What has changed?

A forum to discuss Chronic Cerebrospinal Venous Insufficiency and its relationship to Multiple Sclerosis.

What has changed?

Postby NZer1 » Fri Jul 19, 2013 1:16 pm

What has changed?
20 July 2013 at 06:24
In the four years since this page was started, there have been many profound changes in mainstream MS treatment and research. The connection to the vascular system is real for many, and is being dealt with in a "sideways" manner by neurologists. I do not expect we will hear that CCSVI is valid from neurology--they will attempt to rename it, requantify slowed venous return, and make it their own. And they will create drugs to modify it. link

But the facts remain:

1. People with MS have less cerebral blood flow than normal people. Their blood flow exits the brain at a slower rate. Researchers are looking at drug therapies to address this fact, but it is no longer an item of debate. Hypoperfusion is real, and it damages the brain. Whether it is a cause or effect of MS will be debated for decades.
link

2. People with MS do better with exposure to UV rays. It relieves symptoms in many.
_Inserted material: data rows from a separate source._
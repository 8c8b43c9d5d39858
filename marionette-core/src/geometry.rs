/// Geometry primitives for normalized meshes
use nalgebra::{Point3, Vector3};

/// A vertex with position, normal and normal-derived color
#[derive(Debug, Clone, Copy, PartialEq)]
pub struct Vertex {
    pub position: Point3<f32>,
    pub normal: Vector3<f32>,
    pub color: Vector3<f32>,
}

/// A triangle face defined by three vertices
#[derive(Debug, Clone)]
pub struct Triangle {
    pub vertices: [Vertex; 3],
}

impl Triangle {
    pub fn new(v0: Vertex, v1: Vertex, v2: Vertex) -> Self {
        Self {
            vertices: [v0, v1, v2],
        }
    }

    /// Calculate the face normal from the triangle's vertices.
    ///
    /// Returns `None` for a triangle with collinear vertices.
    pub fn calculate_normal(&self) -> Option<Vector3<f32>> {
        let v0 = self.vertices[0].position;
        let v1 = self.vertices[1].position;
        let v2 = self.vertices[2].position;

        let edge1 = v1 - v0;
        let edge2 = v2 - v0;

        edge1.cross(&edge2).try_normalize(f32::EPSILON)
    }

    /// Mean of the three vertex colors
    pub fn color(&self) -> Vector3<f32> {
        (self.vertices[0].color + self.vertices[1].color + self.vertices[2].color) / 3.0
    }
}

/// Axis-aligned bounding box
#[derive(Debug, Clone, Copy, PartialEq)]
pub struct Aabb {
    pub min: Point3<f32>,
    pub max: Point3<f32>,
}

impl Aabb {
    /// An empty box that any point will expand.
    pub fn empty() -> Self {
        Self {
            min: Point3::new(f32::INFINITY, f32::INFINITY, f32::INFINITY),
            max: Point3::new(f32::NEG_INFINITY, f32::NEG_INFINITY, f32::NEG_INFINITY),
        }
    }

    pub fn from_points<'a>(points: impl IntoIterator<Item = &'a Point3<f32>>) -> Self {
        let mut bounds = Self::empty();
        for point in points {
            bounds.include(point);
        }
        bounds
    }

    pub fn include(&mut self, point: &Point3<f32>) {
        self.min = self.min.inf(point);
        self.max = self.max.sup(point);
    }

    pub fn is_empty(&self) -> bool {
        self.min.x > self.max.x || self.min.y > self.max.y || self.min.z > self.max.z
    }

    pub fn center(&self) -> Point3<f32> {
        // min + max can overflow where the half-width does not
        self.min + self.half_extents()
    }

    /// Distance from the center to the max corner along each axis
    pub fn half_extents(&self) -> Vector3<f32> {
        (self.max - self.min) / 2.0
    }
}

/// Parsed, normalized and immutable mesh geometry.
///
/// Built only through [`crate::obj::parse_obj`], which guarantees that
/// positions, normals and colors have equal length and that every index
/// refers to an existing vertex.
#[derive(Debug, Clone, PartialEq)]
pub struct MeshData {
    positions: Vec<Point3<f32>>,
    normals: Vec<Vector3<f32>>,
    colors: Vec<Vector3<f32>>,
    indices: Vec<u32>,
    bounds: Aabb,
}

impl MeshData {
    pub(crate) fn from_parts(
        positions: Vec<Point3<f32>>,
        normals: Vec<Vector3<f32>>,
        colors: Vec<Vector3<f32>>,
        indices: Vec<u32>,
    ) -> Self {
        debug_assert_eq!(positions.len(), normals.len());
        debug_assert_eq!(positions.len(), colors.len());
        debug_assert_eq!(indices.len() % 3, 0);

        let bounds = Aabb::from_points(&positions);
        Self {
            positions,
            normals,
            colors,
            indices,
            bounds,
        }
    }

    pub fn positions(&self) -> &[Point3<f32>] {
        &self.positions
    }

    pub fn normals(&self) -> &[Vector3<f32>] {
        &self.normals
    }

    pub fn colors(&self) -> &[Vector3<f32>] {
        &self.colors
    }

    pub fn indices(&self) -> &[u32] {
        &self.indices
    }

    /// Extents after normalization
    pub fn bounds(&self) -> Aabb {
        self.bounds
    }

    pub fn vertex_count(&self) -> usize {
        self.positions.len()
    }

    pub fn triangle_count(&self) -> usize {
        self.indices.len() / 3
    }

    pub fn vertex(&self, index: usize) -> Option<Vertex> {
        Some(Vertex {
            position: *self.positions.get(index)?,
            normal: self.normals[index],
            color: self.colors[index],
        })
    }

    /// Interleaved vertices in buffer order
    pub fn vertices(&self) -> impl Iterator<Item = Vertex> + '_ {
        (0..self.positions.len()).filter_map(|i| self.vertex(i))
    }

    pub fn triangles(&self) -> impl Iterator<Item = Triangle> + '_ {
        self.indices.chunks_exact(3).filter_map(|face| {
            Some(Triangle::new(
                self.vertex(face[0] as usize)?,
                self.vertex(face[1] as usize)?,
                self.vertex(face[2] as usize)?,
            ))
        })
    }
}

#[cfg(test)]
mod tests {
    use super::*;

    fn vertex(x: f32, y: f32, z: f32) -> Vertex {
        Vertex {
            position: Point3::new(x, y, z),
            normal: Vector3::z(),
            color: Vector3::new(0.5, 0.5, 1.0),
        }
    }

    #[test]
    fn test_triangle_normal() {
        let triangle = Triangle::new(vertex(0.0, 0.0, 0.0), vertex(1.0, 0.0, 0.0), vertex(0.0, 1.0, 0.0));
        let normal = triangle.calculate_normal().unwrap();
        assert!((normal - Vector3::z()).norm() < 1e-6);
    }

    #[test]
    fn test_collinear_triangle_has_no_normal() {
        let triangle = Triangle::new(vertex(0.0, 0.0, 0.0), vertex(1.0, 0.0, 0.0), vertex(2.0, 0.0, 0.0));
        assert!(triangle.calculate_normal().is_none());
    }

    #[test]
    fn test_aabb_center_and_extents() {
        let points = [Point3::new(-1.0, 0.0, 2.0), Point3::new(3.0, 4.0, 2.0)];
        let bounds = Aabb::from_points(&points);
        assert_eq!(bounds.center(), Point3::new(1.0, 2.0, 2.0));
        assert_eq!(bounds.half_extents(), Vector3::new(2.0, 2.0, 0.0));
        assert!(Aabb::empty().is_empty());
        assert!(!bounds.is_empty());
    }

    #[test]
    fn test_aabb_center_near_float_limit() {
        let points = [Point3::new(3.0e38, 0.0, 0.0), Point3::new(3.4e38, 1.0, 0.0)];
        let bounds = Aabb::from_points(&points);
        assert!(bounds.center().iter().all(|c| c.is_finite()));
        assert!((bounds.center().x - 3.2e38).abs() < 1e33);
    }

    #[test]
    fn test_vertices_follow_buffer_order() {
        let mesh = MeshData::from_parts(
            vec![Point3::new(-1.0, 0.0, 0.0), Point3::new(1.0, 0.0, 0.0), Point3::new(0.0, 1.0, 0.0)],
            vec![Vector3::z(); 3],
            vec![Vector3::new(0.5, 0.5, 1.0); 3],
            vec![0, 1, 2],
        );
        let vertices: Vec<Vertex> = mesh.vertices().collect();
        assert_eq!(vertices.len(), 3);
        for (i, vertex) in vertices.iter().enumerate() {
            assert_eq!(vertex.position, mesh.positions()[i]);
            assert_eq!(Some(*vertex), mesh.vertex(i));
        }
        assert!(mesh.vertex(3).is_none());
    }
}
It is thought this might be due to vitamin D levels, but it might also be due to how UV rays release nitric oxide and change the endothelium and blood flow.
link

3. People with MS are being advised to look into their nutrition and to eat more fruits, vegetables and whole foods and less animal fats and processed foods. When Dr. Swank suggested this 60 years ago, it was called "junk science." It is now given as helpful advice by the NMSS and the AAN. Same thing with exercise. Only a decade ago, pwMS were told to not exert themselves. Now we know that physical exercise and activity delays progression. Same thing with smoking cessation, stress reduction, and better sleep. All of these cardiovascular lifestyle changes can make a difference.
link

4. Oxidative stress and inflammation are recognized as driving forces in MS progression. This has lead to exploratons of new modalities of treatment, like the Nrf2 pathway.
link

5. Gray matter health has been recognized as a more accurate biomarker of MS progression than white matter lesions. Gray matter atrophy will become the new target for MS therapies.
link

6. PwMS have much higher levels of fibrin and endothelin-1 in their serum than normals. These are markers of endothelial dysfunction.
link

7. Upright MRI has allowed us to see how cerebrospinal fluid and blood return to the heart is slowed and impeded in pwMS.
link

8. CCSVI is being explored around the globe. There are literally hundreds of papers published in vascular and neurological journals. New papers come to press every day. Not many utilize Dr. Zamboni's diagnostic protocol, but those that do are finding CCSVI in pwMS.
link


All of this is new. And it has happened in just the past four years.

+++++++++++++++++++++++++++++

For those of us waiting for venoplasty to be accepted as an MS treatment, we have to step back and view the other changes that have happened in MS care.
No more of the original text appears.